Art. 126 - Provocar aborto com o consentimento da gestante: Pena - reclusão, de 1 (um) a 4 (quatro) anos.

Parágrafo único - Aplica-se a pena do artigo anterior, se a gestante não é maior de 14 (quatorze) anos, ou é alienada ou débil mental, ou se o consentimento é obtido mediante fraude, grave ameaça ou violência.

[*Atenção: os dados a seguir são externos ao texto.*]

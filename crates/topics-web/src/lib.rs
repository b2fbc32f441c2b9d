//! Axum JSON API over the topic aggregation engine.

use std::sync::Arc;

use axum::{
    extract::{rejection::JsonRejection, Path as AxumPath, Query, State},
    http::StatusCode,
    response::{IntoResponse, Response},
    routing::{get, post, put},
    Json, Router,
};
use serde::Deserialize;
use thiserror::Error;
use tokio::net::TcpListener;
use topics_core::{ApprovalStatus, CoreError, PhaseId, TopicApproval, TopicRequest, TopicSubmission};
use topics_engine::{
    EngineError, RegenerationSummary, ServiceConfig, SubmissionReceipt, TopicEngine,
};
use tracing::{error, info};
use uuid::Uuid;

pub const CRATE_NAME: &str = "topics-web";

#[derive(Clone)]
pub struct AppState {
    pub engine: Arc<TopicEngine>,
}

impl AppState {
    pub fn new(engine: TopicEngine) -> Self {
        Self {
            engine: Arc::new(engine),
        }
    }
}

#[derive(Debug, Error)]
pub enum ApiError {
    #[error("{0}")]
    Validation(String),
    #[error("{0}")]
    NotFound(String),
    #[error("internal error: {0}")]
    Internal(String),
}

impl ApiError {
    pub const fn status_code(&self) -> StatusCode {
        match self {
            Self::Validation(_) => StatusCode::BAD_REQUEST,
            Self::NotFound(_) => StatusCode::NOT_FOUND,
            Self::Internal(_) => StatusCode::INTERNAL_SERVER_ERROR,
        }
    }
}

impl From<EngineError> for ApiError {
    fn from(err: EngineError) -> Self {
        match err {
            EngineError::Validation(inner) => Self::Validation(inner.to_string()),
            EngineError::NotFound(_) => Self::NotFound(err.to_string()),
            EngineError::Store(inner) => Self::Internal(inner.to_string()),
        }
    }
}

impl From<CoreError> for ApiError {
    fn from(err: CoreError) -> Self {
        Self::Validation(err.to_string())
    }
}

impl From<JsonRejection> for ApiError {
    fn from(rejection: JsonRejection) -> Self {
        Self::Validation(rejection.body_text())
    }
}

impl IntoResponse for ApiError {
    fn into_response(self) -> Response {
        let status = self.status_code();
        let message = match &self {
            Self::Validation(msg) | Self::NotFound(msg) => msg.clone(),
            // Store failures are logged, never echoed to clients.
            Self::Internal(detail) => {
                error!(%detail, "request failed at the storage boundary");
                "internal server error".to_string()
            }
        };
        (status, Json(serde_json::json!({ "error": message }))).into_response()
    }
}

#[derive(Debug, Deserialize, Default)]
struct ApprovalsQuery {
    phase: Option<String>,
    domain: Option<String>,
}

#[derive(Debug, Deserialize, Default)]
struct MatchingQuery {
    #[serde(default)]
    domain: String,
    #[serde(default)]
    topic: String,
    phase: Option<String>,
}

#[derive(Debug, Deserialize)]
struct StatusUpdateBody {
    #[serde(default)]
    approval: String,
}

pub fn app(state: AppState) -> Router {
    Router::new()
        .route("/healthz", get(healthz_handler))
        .route("/topic-requests", post(submit_handler))
        .route("/topic-requests/matching", get(matching_requests_handler))
        .route("/topic-approvals", get(approvals_handler))
        .route("/topic-approvals/{id}", put(update_status_handler))
        .route("/admin/topic-approvals/regenerate", post(regenerate_handler))
        .with_state(state)
}

pub async fn serve(config: &ServiceConfig, engine: TopicEngine) -> anyhow::Result<()> {
    let listener = TcpListener::bind(("0.0.0.0", config.web_port)).await?;
    info!(port = config.web_port, "topic aggregation api listening");
    axum::serve(listener, app(AppState::new(engine))).await?;
    Ok(())
}

pub async fn serve_from_env() -> anyhow::Result<()> {
    let (config, engine) = topics_engine::engine_from_env().await?;
    serve(&config, engine).await
}

async fn healthz_handler() -> &'static str {
    "ok"
}

async fn submit_handler(
    State(state): State<AppState>,
    payload: Result<Json<TopicSubmission>, JsonRejection>,
) -> Result<(StatusCode, Json<SubmissionReceipt>), ApiError> {
    let Json(submission) = payload?;
    let receipt = state.engine.submit_request(submission).await?;
    Ok((StatusCode::CREATED, Json(receipt)))
}

async fn approvals_handler(
    State(state): State<AppState>,
    Query(query): Query<ApprovalsQuery>,
) -> Result<Json<Vec<TopicApproval>>, ApiError> {
    let selector = query
        .phase
        .filter(|p| !p.trim().is_empty())
        .ok_or(CoreError::MissingFields(vec!["phase"]))?;
    let mut approvals = state.engine.get_approvals(&selector).await?;
    if let Some(domain) = query.domain.as_deref().map(str::trim).filter(|d| !d.is_empty()) {
        approvals.retain(|a| a.domain == domain);
    }
    Ok(Json(approvals))
}

async fn update_status_handler(
    State(state): State<AppState>,
    AxumPath(id): AxumPath<Uuid>,
    payload: Result<Json<StatusUpdateBody>, JsonRejection>,
) -> Result<Json<TopicApproval>, ApiError> {
    let Json(body) = payload?;
    let status: ApprovalStatus = body.approval.parse()?;
    let updated = state.engine.update_approval_status(id, status).await?;
    Ok(Json(updated))
}

async fn matching_requests_handler(
    State(state): State<AppState>,
    Query(query): Query<MatchingQuery>,
) -> Result<Json<Vec<TopicRequest>>, ApiError> {
    let phase = match query.phase.as_deref().map(str::trim) {
        Some(selector) if !selector.is_empty() => Some(PhaseId::parse_selector(selector)?),
        _ => None,
    };
    let requests = state
        .engine
        .find_requests_matching_topic(&query.domain, &query.topic, phase)
        .await?;
    Ok(Json(requests))
}

async fn regenerate_handler(
    State(state): State<AppState>,
) -> Result<Json<RegenerationSummary>, ApiError> {
    Ok(Json(state.engine.regenerate_all().await?))
}
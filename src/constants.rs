//! # Constants
//!
//! Shared constants used throughout the controller.
//!
//! Annotation keys and the finalizer marker are part of the persisted contract
//! with existing resources and must not change between releases. Numeric values
//! are defaults and can be overridden via environment variables where applicable.

/// Prefix shared by every annotation the controller reads or writes
pub const ANNOTATION_PREFIX: &str = "dbaas.microscaler.io/";

/// Annotation holding the state fingerprint of the last applied pass
pub const STATE_TRACKER_ANNOTATION: &str = "dbaas.microscaler.io/state-tracker";

/// Annotation holding the last reapply time in milliseconds since the Unix epoch
pub const REAPPLY_TIMESTAMP_ANNOTATION: &str = "dbaas.microscaler.io/reapply-timestamp";

/// User-supplied minimum interval between periodic reapplies
pub const REAPPLY_PERIOD_ANNOTATION: &str = "dbaas.microscaler.io/reapply-period";

/// Any annotation key with this prefix routes an Initial resource to import
pub const EXTERNAL_ANNOTATION_PREFIX: &str = "dbaas.microscaler.io/external-";

/// External name of a resource being imported
pub const EXTERNAL_NAME_ANNOTATION: &str = "dbaas.microscaler.io/external-name";

/// External group (project) id of a resource being imported
pub const EXTERNAL_GROUP_ID_ANNOTATION: &str = "dbaas.microscaler.io/external-group-id";

/// Reconciliation policy annotation
pub const RECONCILIATION_POLICY_ANNOTATION: &str = "dbaas.microscaler.io/reconciliation-policy";

/// Reconciliation policy value that disables handler dispatch
pub const RECONCILIATION_POLICY_SKIP: &str = "skip";

/// Resource deletion policy annotation (`keep` or `delete`)
pub const RESOURCE_POLICY_ANNOTATION: &str = "dbaas.microscaler.io/resource-policy";

pub const RESOURCE_POLICY_KEEP: &str = "keep";

pub const RESOURCE_POLICY_DELETE: &str = "delete";

/// Finalizer blocking removal until external cleanup completes
pub const FINALIZER: &str = "dbaas.microscaler.io/finalizer";

/// Field manager for server-side apply of annotations and status fields
pub const FIELD_MANAGER: &str = "dbaas-state-controller";

/// Field manager owning `status.conditions`
///
/// Must differ from `FIELD_MANAGER`: an apply releases every field its manager
/// owned but omitted from the body.
pub const CONDITIONS_FIELD_MANAGER: &str = "dbaas-state-controller-conditions";

/// Minimum accepted reapply period (seconds)
pub const MIN_REAPPLY_PERIOD_SECS: u64 = 60;

/// Default requeue after a pass that lands on a transitional state (seconds)
pub const DEFAULT_TRANSITION_REQUEUE_SECS: u64 = 10;

/// Default HTTP server port for metrics and health probes
pub const DEFAULT_METRICS_PORT: u16 = 5000;

/// Default HTTP server startup timeout (how long to wait for server to be ready)
pub const DEFAULT_SERVER_STARTUP_TIMEOUT_SECS: u64 = 10;

/// Default HTTP server readiness poll interval
pub const DEFAULT_SERVER_POLL_INTERVAL_MS: u64 = 50;

/// Default Fibonacci backoff starting value for failed passes (seconds)
pub const DEFAULT_BACKOFF_START_SECS: u64 = 5;

/// Default Fibonacci backoff maximum value for failed passes (seconds)
/// Also used as the requeue for resources whose stored state is unreadable
pub const DEFAULT_BACKOFF_MAX_SECS: u64 = 300;

/// Default delay before restarting the watch stream after it ends (seconds)
pub const DEFAULT_WATCH_RESTART_DELAY_SECS: u64 = 5;

/// Default name of the operator-wide API credentials secret
pub const DEFAULT_GLOBAL_SECRET_NAME: &str = "dbaas-operator-api-key";

/// Default namespace of the operator-wide API credentials secret
pub const DEFAULT_GLOBAL_SECRET_NAMESPACE: &str = "dbaas-system";

/// Default base URL of the external database-service API
pub const DEFAULT_API_BASE_URL: &str = "https://cloud.mongodb.com";
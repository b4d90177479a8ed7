//! The user-facing `Ready` condition.

use super::ResourceState;
use crate::crd::{Condition, CONDITION_FALSE, CONDITION_TRUE};

pub const READY_CONDITION: &str = "Ready";
pub const READY_REASON_SETTLED: &str = "Settled";
pub const READY_REASON_PENDING: &str = "Pending";
pub const READY_REASON_ERROR: &str = "Error";

/// Build the `Ready` condition summarising a lifecycle state
///
/// `Deleted` has no user-facing summary since the resource is about to disappear;
/// it is reported as an error should it ever be asked for.
#[must_use]
pub fn ready_condition(state: ResourceState) -> Condition {
    let (status, reason, message) = match state {
        ResourceState::Initial => (
            CONDITION_FALSE,
            READY_REASON_PENDING,
            "Resource is in initial state.".to_string(),
        ),
        ResourceState::ImportRequested => (
            CONDITION_FALSE,
            READY_REASON_PENDING,
            "Resource is being imported.".to_string(),
        ),
        ResourceState::Creating
        | ResourceState::Updating
        | ResourceState::Deleting
        | ResourceState::DeletionRequested => (
            CONDITION_FALSE,
            READY_REASON_PENDING,
            "Resource is pending.".to_string(),
        ),
        ResourceState::Imported => (
            CONDITION_TRUE,
            READY_REASON_SETTLED,
            "Resource is imported.".to_string(),
        ),
        ResourceState::Created | ResourceState::Updated => (
            CONDITION_TRUE,
            READY_REASON_SETTLED,
            "Resource is settled.".to_string(),
        ),
        ResourceState::Deleted => (
            CONDITION_FALSE,
            READY_REASON_ERROR,
            format!("unknown state: {state}"),
        ),
    };

    Condition {
        r#type: READY_CONDITION.to_string(),
        status: status.to_string(),
        observed_generation: None,
        last_transition_time: Some(chrono::Utc::now().to_rfc3339()),
        reason: Some(reason.to_string()),
        message: Some(message),
    }
}

/// Build a `Ready` condition reporting an error
#[must_use]
pub fn ready_error_condition(message: impl Into<String>) -> Condition {
    Condition {
        r#type: READY_CONDITION.to_string(),
        status: CONDITION_FALSE.to_string(),
        observed_generation: None,
        last_transition_time: Some(chrono::Utc::now().to_rfc3339()),
        reason: Some(READY_REASON_ERROR.to_string()),
        message: Some(message.into()),
    }
}
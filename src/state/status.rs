//! Deriving and persisting the `State` condition.

use super::{ResourceState, UnsupportedState};
use crate::crd::{Condition, CONDITION_FALSE, CONDITION_TRUE};

/// Condition type whose reason carries the lifecycle state name
pub const STATE_CONDITION: &str = "State";

/// Find the condition of the given type
#[must_use]
pub fn find_condition<'a>(conditions: &'a [Condition], condition_type: &str) -> Option<&'a Condition> {
    conditions.iter().find(|c| c.r#type == condition_type)
}

/// Replace the condition with the same type in place, or append it
///
/// The previous transition time is kept while status, reason and message are
/// unchanged, so re-asserting an identical condition produces an identical status.
pub fn set_condition(conditions: &mut Vec<Condition>, mut condition: Condition) {
    match conditions
        .iter_mut()
        .find(|c| c.r#type == condition.r#type)
    {
        Some(existing) => {
            if existing.status == condition.status
                && existing.reason == condition.reason
                && existing.message == condition.message
            {
                condition
                    .last_transition_time
                    .clone_from(&existing.last_transition_time);
            }
            *existing = condition;
        }
        None => conditions.push(condition),
    }
}

/// Derive the current lifecycle state from persisted conditions
///
/// A missing `State` condition means the resource has never been reconciled and
/// is `Initial`. A present condition is trusted as-is: a missing or unknown reason
/// is reported rather than silently reset.
///
/// # Errors
///
/// Returns `UnsupportedState` when the stored reason is not a known state name.
pub fn derive_state(conditions: &[Condition]) -> Result<ResourceState, UnsupportedState> {
    match find_condition(conditions, STATE_CONDITION) {
        None => Ok(ResourceState::Initial),
        Some(condition) => condition.reason.as_deref().unwrap_or_default().parse(),
    }
}

/// Upsert the `State` condition, stamping a fresh transition time on change
pub fn set_state(
    conditions: &mut Vec<Condition>,
    observed_generation: i64,
    state: ResourceState,
    message: &str,
    healthy: bool,
) {
    set_condition(
        conditions,
        Condition {
            r#type: STATE_CONDITION.to_string(),
            status: if healthy { CONDITION_TRUE } else { CONDITION_FALSE }.to_string(),
            observed_generation: Some(observed_generation),
            last_transition_time: Some(chrono::Utc::now().to_rfc3339()),
            reason: Some(state.as_str().to_string()),
            message: Some(message.to_string()),
        },
    );
}

#[cfg(test)]
mod tests {
    use super::*;

    fn state_condition(reason: Option<&str>) -> Condition {
        Condition {
            r#type: STATE_CONDITION.to_string(),
            status: CONDITION_TRUE.to_string(),
            reason: reason.map(str::to_string),
            ..Condition::default()
        }
    }

    mod derive_state_tests {
        use super::*;

        #[test]
        fn test_no_conditions_is_initial() {
            assert_eq!(derive_state(&[]), Ok(ResourceState::Initial));
        }

        #[test]
        fn test_only_ready_condition_is_initial() {
            let ready = Condition {
                r#type: "Ready".to_string(),
                status: CONDITION_TRUE.to_string(),
                reason: Some("Settled".to_string()),
                ..Condition::default()
            };
            assert_eq!(derive_state(&[ready]), Ok(ResourceState::Initial));
        }

        #[test]
        fn test_reason_is_the_state() {
            let conditions = vec![state_condition(Some("Updating"))];
            assert_eq!(derive_state(&conditions), Ok(ResourceState::Updating));
        }

        #[test]
        fn test_empty_reason_is_unsupported() {
            let conditions = vec![state_condition(Some(""))];
            let err = derive_state(&conditions).unwrap_err();
            assert_eq!(err.to_string(), r#"unsupported state """#);

            let conditions = vec![state_condition(None)];
            assert_eq!(
                derive_state(&conditions),
                Err(UnsupportedState(String::new()))
            );
        }
    }

    mod set_state_tests {
        use super::*;

        #[test]
        fn test_appends_when_absent() {
            let mut conditions = Vec::new();
            set_state(&mut conditions, 3, ResourceState::Creating, "Creating.", true);

            assert_eq!(conditions.len(), 1);
            let c = &conditions[0];
            assert_eq!(c.r#type, STATE_CONDITION);
            assert_eq!(c.status, CONDITION_TRUE);
            assert_eq!(c.reason.as_deref(), Some("Creating"));
            assert_eq!(c.message.as_deref(), Some("Creating."));
            assert_eq!(c.observed_generation, Some(3));
            assert!(c.last_transition_time.is_some());
        }

        #[test]
        fn test_replaces_in_place() {
            let ready = Condition {
                r#type: "Ready".to_string(),
                status: CONDITION_TRUE.to_string(),
                ..Condition::default()
            };
            let mut conditions = vec![state_condition(Some("Creating")), ready.clone()];
            set_state(&mut conditions, 4, ResourceState::Created, "done", false);

            assert_eq!(conditions.len(), 2);
            assert_eq!(conditions[0].reason.as_deref(), Some("Created"));
            assert_eq!(conditions[0].status, CONDITION_FALSE);
            assert_eq!(conditions[1], ready);
        }

        #[test]
        fn test_unchanged_state_keeps_transition_time() {
            let mut previous = state_condition(Some("Created"));
            previous.message = Some("settled".to_string());
            previous.last_transition_time = Some("2025-01-01T00:00:00+00:00".to_string());
            let mut conditions = vec![previous];

            set_state(&mut conditions, 5, ResourceState::Created, "settled", true);
            assert_eq!(
                conditions[0].last_transition_time.as_deref(),
                Some("2025-01-01T00:00:00+00:00")
            );
            assert_eq!(conditions[0].observed_generation, Some(5));

            set_state(&mut conditions, 6, ResourceState::Updating, "updating", true);
            assert_ne!(
                conditions[0].last_transition_time.as_deref(),
                Some("2025-01-01T00:00:00+00:00")
            );
        }

        #[test]
        fn test_changed_message_stamps_new_transition_time() {
            let mut previous = state_condition(Some("Created"));
            previous.message = Some("settled".to_string());
            previous.last_transition_time = Some("2025-01-01T00:00:00+00:00".to_string());
            let mut conditions = vec![previous];

            set_state(&mut conditions, 5, ResourceState::Created, "still settled", true);
            assert_ne!(
                conditions[0].last_transition_time.as_deref(),
                Some("2025-01-01T00:00:00+00:00")
            );
            assert_eq!(conditions[0].message.as_deref(), Some("still settled"));
        }
    }
}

Cézar Roberto Bitencourt faz uma explanação, explicando o que significa cada tipo de aborto criminoso:

O art. 124 é o aborto provocado pela gestante ou com seu consentimento e tipifica duas condutas por meio das quais a própria gestante pode interromper sua gravidez, causando a morte do feto: com a primeira, ela mesma provoca o abortamento; com a segunda, consente que terceiro lhe provoque. Trata-se, nas duas modalidades, de crime de mão própria, isto é, que somente a gestante pode realizar (BITENCOURT, 2011, p. 165).

O autor esclarece que a mulher que consente no aborto incidirá na mesma pena do auto-aborto, isto é, como se tivesse provocado o aborto em si mesmo, nos termos do art. 124. A mulher que consente no próprio aborto e, na sequencia, auxilia decisivamente nas manobras abortivas pratica um só crime, pois provocar aborto em si mesmo ou consentir que outrem lhe provoque é crime de ação múltipla ou de conteúdo variado (BITENCOURT, 2011, p. 166).

No auto-aborto Alves (1999, p. 205-206) observa que:

Na primeira parte do art. 124, o legislador prevê como crime o fato de provocar aborto em si mesmo. A ação da autora é reflexiva, volta-se contra seu próprio corpo no qual se desenvolve o feto. O delito é classificado como de mão própria. Mediante processos mecânicos, físicos ou químicos a gestante opta por destruir o embrião. Com os meios mecânicos, a gestante aplica processos traumáticos diretamente sobre o útero fertilizado com o novo ser ou realiza ação violenta extragenital. Nos processos químicos, a grávida emprega substancia com propriedades tóxicas que, ao reagirem no organismo materno, produzem hemorragias, por vezes intensas que resultam em abortamento.

Já o artigo 125 estabelece a figura do aborto praticado sem o consentimento da gestante. Segundo Cézar Roberto Bitencourt

O art. 125 trata do aborto provocado sem consentimento da gestante que é o aborto sofrido, o qual recebe punição mais grave e pode assumir duas formas: sem

(29)

consentimento real ou ausência de consentimento presumido (BITENCOURT, 2011, p. 167).

O autor destaca que para provocar aborto sem consentimento da gestante não é necessário que seja mediante violência, fraude ou grave ameaça; basta a simulação ou mesmo dissimulação, ardil ou qualquer outra forma de burlar a atenção ou vigilância da gestante. Em outros termos, é suficiente que a gestante desconheça que nela está sendo praticado o aborto (BITENCOURT, 2011, p. 168).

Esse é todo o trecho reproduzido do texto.